I saw long-term potential while remaining cautious when I read the August 2006 article called “Waiting for the noise pollution to die down.”
The US economy has cooled off from the rapid pace that surprised many economists in the first few months of the year. The economy is starting to surprise them after they all increased their estimates for the rest of the year. Because the economy is cooling and is weaker than most traders and economists expected, we can’t assume that Joe Coolness will return in the next few quarters.
Tech markets, especially the volatile and often leading semi-conductor sector, have tried to price in the inventory problems as the decline of more than 30 percent in the SOXX index indicates. The second half of the year has been warned by many former high-flyers and the fastest growers.
The central banks have continued to use the tools at their disposal, including interest rate increases, to reduce the amount of money in the world markets.
It isn’t as if the Fed and the markets will just stand still. The Fed and many other central banks will have to step in and work to reliquefy the world’s economies and markets at some point in the near future. We would be back at the races.
It sounds like I am anxious to get back to trading and investing and being my usual bullish self, but I keep saying that I am staying mostly defensive here. Until the noise dies down and we get another crash-ish leg down.
Some is not lost. I wrote in the Financial Times in 2007, “Invest in technology and live la dolce vita”, as I explained why Apple and Google were must-owns for that future:
The golden age of convergent communications will soon be ushered in by the iPhone and its competitors. We will all be able to call, as Apple rolls out new iPods and next-generation phones that connect you to the internet over 3G wireless, wi-fi and wiMax.
There were trillions of dollars in market valuation created when the Smart Revolution was just about the only way to get in front of it in 2007.
When I wrote that article back in 2007, it was at $180. Since then, its Class A shares are up 794%, and it has been renamed. There was a split-adjusted $4.71 for Apple. Since then, it’s up 3,093%. When the article was published in the Financial Times in 2007, they were down more than 30% from their recent highs.
We have been through cycles like this before and we were able to navigate them similarly, which turned out to be very successful.
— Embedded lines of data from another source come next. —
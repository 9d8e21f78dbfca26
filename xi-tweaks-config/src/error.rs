//! Typed error variants for the xi-tweaks-config crate.
//!
//! Provides structured error types for settings I/O so callers at the crate
//! boundary can match on specific failure modes instead of opaque `anyhow`
//! strings. The public `Config` functions return `anyhow::Result`;
//! `ConfigError` values coerce automatically through the blanket `From`
//! impl `anyhow` provides for any `std::error::Error`.

use thiserror::Error;

/// Errors that can occur when loading or saving settings.
#[derive(Debug, Error)]
pub enum ConfigError {
    /// An I/O error occurred reading or writing the settings file.
    #[error("I/O error reading settings: {0}")]
    Io(#[from] std::io::Error),

    /// The settings file contained TOML that could not be parsed.
    #[error("TOML parse error in settings: {0}")]
    Parse(#[from] toml::de::Error),

    /// The in-memory settings could not be serialized back to TOML.
    #[error("TOML serialize error in settings: {0}")]
    Serialize(#[from] toml::ser::Error),
}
Back in 2007, the most obvious Revolution to get in front of phones was the revolution.
15 years from now, The Space Revolution, The Biotech Revolution, The Virtual Reality Revolution, and a few other Revolutions may become trillion-dollar marketplaces. It will be difficult and we will not buy great-sounding stories. I think we will have an equal amount of returns when we look back 15 years from now, if we stick with our strategy.
Getting in front of trillion dollar revolution is what we do. Let’s get going.